人口減少社会において増大する困難な課題について民主的に合意形成を進める上で、議会の役割は重要であり、自治体ガバナンスにおける適切な役割分担の観点から、議会運営において自主性を発揮し、内部統制体制や監査委員の監査等が十分に機能しているかどうかをチェックするとともに、政策の有効性やその是非について積極的かつ適切にチェックを行うなど、議会としての監視機能を十分に発揮していくことが求められている。そのためにも、議員のなり手(人材)の多様化とともに、議員の意識やスキルの向上の問題は、避けて通ることはできないといえる。

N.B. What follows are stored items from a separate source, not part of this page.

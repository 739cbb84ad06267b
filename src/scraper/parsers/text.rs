//! Text helpers shared by the extractors.

use regex::Regex;
use scraper::{ElementRef, Selector};
use std::sync::LazyLock;

use crate::error::{ScrapeError, ScrapeResult};

static LEADING_NUMBER: LazyLock<Regex> = LazyLock::new(|| {
    Regex::new(r"^[+-]?(?:\d+(?:\.\d*)?|\.\d+)(?:[eE][+-]?\d+)?").expect("valid number regex")
});

/// Parse a CSS selector, mapping failure to an extraction error for `section`.
pub fn selector(section: &'static str, css: &str) -> ScrapeResult<Selector> {
    Selector::parse(css)
        .map_err(|e| ScrapeError::extraction(section, format!("bad selector `{}`: {}", css, e)))
}

/// Trimmed text content of an element and its descendants
pub fn element_text(element: &ElementRef) -> String {
    element.text().collect::<String>().trim().to_string()
}

/// Trimmed attribute value, `None` when missing or blank
pub fn element_attr(element: &ElementRef, name: &str) -> Option<String> {
    element
        .value()
        .attr(name)
        .map(str::trim)
        .filter(|v| !v.is_empty())
        .map(str::to_string)
}

/// "Position: Guard" -> "Guard". Text without a colon is returned trimmed.
pub fn value_after_colon(text: &str) -> String {
    match text.split_once(':') {
        Some((_, value)) => value.trim().to_string(),
        None => text.trim().to_string(),
    }
}

/// Parse the leading number of `text`, ignoring trailing units such as `%`.
///
/// Returns `None` when no number is present rather than defaulting to zero.
pub fn parse_number(text: &str) -> Option<f64> {
    let trimmed = text.trim();
    LEADING_NUMBER
        .find(trimmed)
        .and_then(|m| m.as_str().parse::<f64>().ok())
        .filter(|n| n.is_finite())
}

/// Final path segment of a URL, without query string or fragment.
///
/// `.../player/A--Bathuyag/757769` -> `757769`. Returns `None` when the
/// segment is empty.
pub fn last_path_segment(url: &str) -> Option<String> {
    let path = url.split(['?', '#']).next().unwrap_or_default();
    path.rsplit('/')
        .next()
        .map(str::trim)
        .filter(|s| !s.is_empty())
        .map(str::to_string)
}

/// Prefix site-relative URLs with `base` (scheme and host).
pub fn absolute_url(base: &str, url: &str) -> String {
    if url.starts_with("http://") || url.starts_with("https://") {
        return url.to_string();
    }
    if let Some(rest) = url.strip_prefix("//") {
        return format!("https://{}", rest);
    }
    let base = base.trim_end_matches('/');
    if url.starts_with('/') {
        format!("{}{}", base, url)
    } else {
        format!("{}/{}", base, url)
    }
}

(1) 地方交付税は、地方財源の均衡化を図り、かつ、地方行政の計画的な運営を保障するために、国税のうち、所得税・法人税・酒税・消費税のそれぞれの収入額の一定割合と地方法人税の収入総額を、一定の基準により算定した各地方自治体ごとの財源不足額の規模に応じて、国が自治体に対して配分する税。地方譲与税は、形式上、国税として徴収された特定の税の全部又は一部を一定の基準により自治体に譲与するものであり、実質的には自治体の財源とされているものにつき課税上の便宜その他の事情から徴収事務を国が代行しているもの。国庫支出金は、自治体の特定の支出に充てるため、一定の目的と条件のもとに国庫から支出される財政資金のことをいい、具体的には、補助金、負担金、交付金、助成金、委託費などの名称で自治体に交付されているもの。

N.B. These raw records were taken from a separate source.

//! Shared headless browser, launched once and reused across requests.

use async_trait::async_trait;
use chromiumoxide::browser::{Browser as ChromeBrowser, BrowserConfig};
use chromiumoxide::cdp::browser_protocol::browser::CloseParams;
use futures::future::{BoxFuture, FutureExt, Shared};
use futures::StreamExt;
use std::sync::atomic::{AtomicBool, AtomicU64, Ordering};
use std::sync::{Arc, Mutex};
use std::time::Duration;
use tokio::task::JoinHandle;
use tracing::{debug, error, info, warn};

use super::page::{ChromeTab, Tab};
use crate::config::ScraperConfig;
use crate::error::{ScrapeError, ScrapeResult};

/// A running browser that can open tabs
#[async_trait]
pub trait Session: Send + Sync {
    async fn open_tab(&self) -> ScrapeResult<Box<dyn Tab>>;

    /// False once the browser process has gone away
    fn is_connected(&self) -> bool;

    async fn shutdown(&self);
}

/// Starts a browser process
#[async_trait]
pub trait Launcher: Send + Sync + 'static {
    async fn launch(&self) -> ScrapeResult<Arc<dyn Session>>;
}

/// Hands out the shared browser session
#[async_trait]
pub trait SessionProvider: Send + Sync {
    async fn acquire(&self) -> ScrapeResult<Arc<dyn Session>>;

    /// Close the browser; only used at shutdown
    async fn release(&self);
}

type LaunchFuture = Shared<BoxFuture<'static, ScrapeResult<Arc<dyn Session>>>>;

enum Slot {
    Idle,
    Launching { generation: u64, launch: LaunchFuture },
    Ready(Arc<dyn Session>),
}

/// Lazily launched, single-flight browser handle.
///
/// Concurrent `acquire` calls while a launch is in flight all await that one
/// launch and observe its outcome. A disconnected browser is dropped and the
/// next `acquire` launches a fresh one. Launch failures are not retried here.
pub struct BrowserManager<L: Launcher> {
    launcher: Arc<L>,
    slot: Mutex<Slot>,
    generation: AtomicU64,
}

impl<L: Launcher> BrowserManager<L> {
    pub fn new(launcher: L) -> Self {
        Self {
            launcher: Arc::new(launcher),
            slot: Mutex::new(Slot::Idle),
            generation: AtomicU64::new(0),
        }
    }

    /// Existing session, or the in-flight launch to wait on
    fn current_or_launch(&self) -> Result<Arc<dyn Session>, (u64, LaunchFuture)> {
        let mut slot = self.slot.lock().unwrap_or_else(|e| e.into_inner());
        match &*slot {
            Slot::Ready(session) if session.is_connected() => return Ok(Arc::clone(session)),
            Slot::Ready(_) => {
                info!("Browser disconnected, will create new instance on this request");
            }
            Slot::Launching { generation, launch } => return Err((*generation, launch.clone())),
            Slot::Idle => {}
        }

        let generation = self.generation.fetch_add(1, Ordering::SeqCst) + 1;
        let launcher = Arc::clone(&self.launcher);
        let launch = async move { launcher.launch().await }.boxed().shared();
        *slot = Slot::Launching {
            generation,
            launch: launch.clone(),
        };
        debug!("Starting browser launch #{}", generation);
        Err((generation, launch))
    }

    fn settle(&self, generation: u64, result: &ScrapeResult<Arc<dyn Session>>) {
        let mut slot = self.slot.lock().unwrap_or_else(|e| e.into_inner());
        let owns_slot = matches!(&*slot, Slot::Launching { generation: g, .. } if *g == generation);
        if owns_slot {
            *slot = match result {
                Ok(session) => Slot::Ready(Arc::clone(session)),
                Err(_) => Slot::Idle,
            };
        }
    }
}

#[async_trait]
impl<L: Launcher> SessionProvider for BrowserManager<L> {
    async fn acquire(&self) -> ScrapeResult<Arc<dyn Session>> {
        let (generation, launch) = match self.current_or_launch() {
            Ok(session) => return Ok(session),
            Err(pending) => pending,
        };

        let result = launch.await;
        self.settle(generation, &result);
        if let Err(e) = &result {
            error!("Failed to launch browser: {}", e);
        }
        result
    }

    async fn release(&self) {
        let previous = {
            let mut slot = self.slot.lock().unwrap_or_else(|e| e.into_inner());
            std::mem::replace(&mut *slot, Slot::Idle)
        };

        let session = match previous {
            Slot::Ready(session) => Some(session),
            Slot::Launching { launch, .. } => launch.await.ok(),
            Slot::Idle => None,
        };
        if let Some(session) = session {
            info!("Closing browser");
            session.shutdown().await;
        }
    }
}

/// Headroom between the navigation bound and the CDP request timeout, so
/// the navigator's own timeout fires first
const REQUEST_TIMEOUT_HEADROOM: Duration = Duration::from_secs(15);

/// Launches headless Chrome via chromiumoxide
pub struct ChromeLauncher {
    chrome_executable: Option<String>,
    request_timeout: Duration,
}

impl ChromeLauncher {
    pub fn new(config: &ScraperConfig) -> Self {
        Self {
            chrome_executable: config.chrome_executable.clone(),
            request_timeout: config.navigation_timeout() + REQUEST_TIMEOUT_HEADROOM,
        }
    }
}

#[async_trait]
impl Launcher for ChromeLauncher {
    async fn launch(&self) -> ScrapeResult<Arc<dyn Session>> {
        let mut builder = BrowserConfig::builder()
            .no_sandbox()
            .disable_default_args()
            .arg("--headless=new")
            .arg("--disable-setuid-sandbox")
            .arg("--disable-gpu")
            .arg("--disable-dev-shm-usage")
            .arg("--disable-software-rasterizer")
            .arg("--no-first-run")
            .arg("--no-default-browser-check")
            .arg("--disable-extensions")
            .arg("--disable-background-networking")
            .arg("--disable-sync")
            .arg("--disable-translate")
            .arg("--mute-audio")
            .window_size(1920, 1080)
            .request_timeout(self.request_timeout);
        if let Some(path) = &self.chrome_executable {
            builder = builder.chrome_executable(path);
        }
        let config = builder
            .build()
            .map_err(|e| ScrapeError::BrowserLaunch(format!("invalid browser config: {}", e)))?;

        let (browser, mut handler) = ChromeBrowser::launch(config)
            .await
            .map_err(|e| ScrapeError::BrowserLaunch(e.to_string()))?;

        let connected = Arc::new(AtomicBool::new(true));
        let flag = Arc::clone(&connected);
        // Handler must keep running for the browser to work; it ends on disconnect
        let handler_task = tokio::spawn(async move {
            while let Some(event) = handler.next().await {
                if let Err(e) = event {
                    debug!("Browser handler event error: {}", e);
                }
            }
            flag.store(false, Ordering::SeqCst);
            warn!("Browser disconnected, will create new instance on next request");
        });

        info!("Headless browser launched");
        Ok(Arc::new(ChromeSession {
            browser,
            handler: handler_task,
            connected,
            request_timeout: self.request_timeout,
        }))
    }
}

/// A live Chrome process
pub struct ChromeSession {
    browser: ChromeBrowser,
    handler: JoinHandle<()>,
    connected: Arc<AtomicBool>,
    request_timeout: Duration,
}

#[async_trait]
impl Session for ChromeSession {
    async fn open_tab(&self) -> ScrapeResult<Box<dyn Tab>> {
        let page = self
            .browser
            .new_page("about:blank")
            .await
            .map_err(|e| ScrapeError::Session(format!("failed to create new page: {}", e)))?;
        Ok(Box::new(ChromeTab::new(page, self.request_timeout)))
    }

    fn is_connected(&self) -> bool {
        self.connected.load(Ordering::SeqCst) && !self.handler.is_finished()
    }

    async fn shutdown(&self) {
        if let Err(e) = self.browser.execute(CloseParams::default()).await {
            debug!("Browser close error: {}", e);
        }
        self.connected.store(false, Ordering::SeqCst);
        self.handler.abort();
    }
}

#[cfg(test)]
mod tests {
    use super::*;
    use std::sync::atomic::AtomicU32;
    use std::time::Duration;

    struct StubSession {
        connected: AtomicBool,
        shutdowns: Arc<AtomicU32>,
    }

    #[async_trait]
    impl Session for StubSession {
        async fn open_tab(&self) -> ScrapeResult<Box<dyn Tab>> {
            Err(ScrapeError::Session("stub has no tabs".to_string()))
        }

        fn is_connected(&self) -> bool {
            self.connected.load(Ordering::SeqCst)
        }

        async fn shutdown(&self) {
            self.shutdowns.fetch_add(1, Ordering::SeqCst);
        }
    }

    struct StubLauncher {
        launches: Arc<AtomicU32>,
        shutdowns: Arc<AtomicU32>,
        fail: Arc<AtomicBool>,
        last: Arc<Mutex<Option<Arc<StubSession>>>>,
    }

    impl StubLauncher {
        fn new() -> Self {
            Self {
                launches: Arc::new(AtomicU32::new(0)),
                shutdowns: Arc::new(AtomicU32::new(0)),
                fail: Arc::new(AtomicBool::new(false)),
                last: Arc::new(Mutex::new(None)),
            }
        }
    }

    #[async_trait]
    impl Launcher for StubLauncher {
        async fn launch(&self) -> ScrapeResult<Arc<dyn Session>> {
            self.launches.fetch_add(1, Ordering::SeqCst);
            tokio::time::sleep(Duration::from_millis(50)).await;
            if self.fail.load(Ordering::SeqCst) {
                return Err(ScrapeError::BrowserLaunch("no chrome".to_string()));
            }
            let session = Arc::new(StubSession {
                connected: AtomicBool::new(true),
                shutdowns: Arc::clone(&self.shutdowns),
            });
            *self.last.lock().unwrap() = Some(Arc::clone(&session));
            Ok(session)
        }
    }

    #[tokio::test]
    async fn test_concurrent_acquire_launches_once() {
        let launcher = StubLauncher::new();
        let launches = Arc::clone(&launcher.launches);
        let manager = Arc::new(BrowserManager::new(launcher));

        let handles: Vec<_> = (0..8)
            .map(|_| {
                let m = Arc::clone(&manager);
                tokio::spawn(async move { m.acquire().await })
            })
            .collect();

        let mut sessions = Vec::new();
        for handle in handles {
            sessions.push(handle.await.unwrap().unwrap());
        }

        assert_eq!(launches.load(Ordering::SeqCst), 1);
        assert!(sessions.windows(2).all(|w| Arc::ptr_eq(&w[0], &w[1])));

        // Established handle is reused
        let again = manager.acquire().await.unwrap();
        assert!(Arc::ptr_eq(&again, &sessions[0]));
        assert_eq!(launches.load(Ordering::SeqCst), 1);
    }

    #[tokio::test]
    async fn test_concurrent_callers_share_launch_failure() {
        let launcher = StubLauncher::new();
        launcher.fail.store(true, Ordering::SeqCst);
        let launches = Arc::clone(&launcher.launches);
        let fail = Arc::clone(&launcher.fail);
        let manager = Arc::new(BrowserManager::new(launcher));

        let (a, b) = tokio::join!(manager.acquire(), manager.acquire());
        assert!(a.err().is_some_and(|e| e.is_launch_failure()));
        assert!(b.err().is_some_and(|e| e.is_launch_failure()));
        assert_eq!(launches.load(Ordering::SeqCst), 1);

        // A failed launch is not remembered; the next caller tries again
        fail.store(false, Ordering::SeqCst);
        assert!(manager.acquire().await.is_ok());
        assert_eq!(launches.load(Ordering::SeqCst), 2);
    }

    #[tokio::test]
    async fn test_disconnect_triggers_relaunch() {
        let launcher = StubLauncher::new();
        let launches = Arc::clone(&launcher.launches);
        let last = Arc::clone(&launcher.last);
        let manager = BrowserManager::new(launcher);

        let first = manager.acquire().await.unwrap();
        last.lock()
            .unwrap()
            .as_ref()
            .unwrap()
            .connected
            .store(false, Ordering::SeqCst);

        let second = manager.acquire().await.unwrap();
        assert!(!Arc::ptr_eq(&first, &second));
        assert_eq!(launches.load(Ordering::SeqCst), 2);
    }

    #[tokio::test]
    async fn test_release_shuts_down_browser() {
        let launcher = StubLauncher::new();
        let launches = Arc::clone(&launcher.launches);
        let shutdowns = Arc::clone(&launcher.shutdowns);
        let manager = BrowserManager::new(launcher);

        manager.release().await;
        assert_eq!(shutdowns.load(Ordering::SeqCst), 0);

        manager.acquire().await.unwrap();
        manager.release().await;
        assert_eq!(shutdowns.load(Ordering::SeqCst), 1);

        manager.acquire().await.unwrap();
        assert_eq!(launches.load(Ordering::SeqCst), 2);
    }
}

(2) その理由として、最高裁は、「憲法は、普通地方公共団体の課税権の具体的内容について規定しておらず、普通地方公共団体の組織及び運営に関する事項は法律でこれを定めるものとし(92条)、普通地方公共団体は法律の範囲内で条例を制定することができるものとしていること(94条)、さらに、租税の賦課については国民の税負担全体の程度や国と地方の間ないし普通地方公共団体相互間の財源の配分等の観点からの調整が必要であること」を挙げている。
(3) 地方債における借入れの形式としては、借入先に借用書を提出して資金の貸付けを受ける証書借入れと、地方債証券を発行し金融機関等が引き受けることによって資金を調達する証券発行の二つがあり、また、地方債の資金については、大別すれば、公的資金(政府の財政融資資金・地方公営企業等金融機構資金)と民間等資金(市場公募資金・銀行等引受けによる縁故資金)がある。
(4) なお、実質公債費比率が一定未満の財政状況が良好な自治体で協議不要基準額を超えない団体については、民間資金をもって起債を行おうとする場合には、協議は不要とされ、届け出ることで足りるものとされている。
(5) 同判決では、住民訴訟の対象とされている損害賠償請求権や不当利得返還請求権の放棄の議決について、「個々の事案ごとに、当該請求権の発生原因である財務会計行為等の性質、内容、原因、経緯及び影響、当該議決の趣旨及び経緯、当該請求権の放棄又は行使の影響、住民訴訟の係属の有無及び経緯、事後の状況その他の諸般の事情を総合考慮して、これを放棄することが普通地方公共団体の民主的かつ実効的な行政運営の確保を旨とする同法〔地方自治法〕の趣旨等に照らして不合理であって……裁量権の範囲の逸脱又はその濫用に当たると認められるときは、その議決は違法となり、当該放棄は無効となる」との判断を示している。
(6) なお、地方公営企業の決算については、管理者が毎事業年度終了後2か月以内に調製し、長に提出するものとされている。
(7) この監査委員による審査は、①計算に過誤はないか、②実際の収支が収支命令と適合しているか、③支出が適法になされたか、④財政運営が適法になされたか、⑤予算が目的に沿って効率的に執行されたか、などを主眼として行われるものである。審査の結果については、監査委員の合議により意見として決定される。
(8) 地方自治法243条の3第2項によるもので、当該自治体が設立した地方住宅供給公社・地方道路公社・土地開発公社、当該自治体が資本金等の2分の1以上を出資している法人、当該自治体が資本金等の2分の1以上に相当する額以上の債務を負担している法人などが対象となる。
(9) 例えば、可児市議会のように、議員間自由討議等も絡めて決算認定の際に課題を抽出しそれを次年度予算に反映させる予算決算審査サイクルを確立しているところや、京都府議会のように、9月定例会の決算特別委員会において、議会として意見・提言を取りまとめ、2月定例会でそれに対する「措置状況報告書」を長から提出させ予算審議を行う取組みなどを行っているところもある。
(10) 総務省は、2015年1月の通知「統一的な基準による地方公会計の整備促進について」で、統一的な基準による財務書類等を原則として2015年度から2017年度までの3年間ですべての自治体において作成し予算編成等に積極的に活用することを要請し、その結果、2020年3月31日時点で、指定都市以外の市区町村で若干未着手のところは見られるものの、ほとんどの自治体で統一的な基準による財務書類の作成と固定資産台帳の整備が行われている。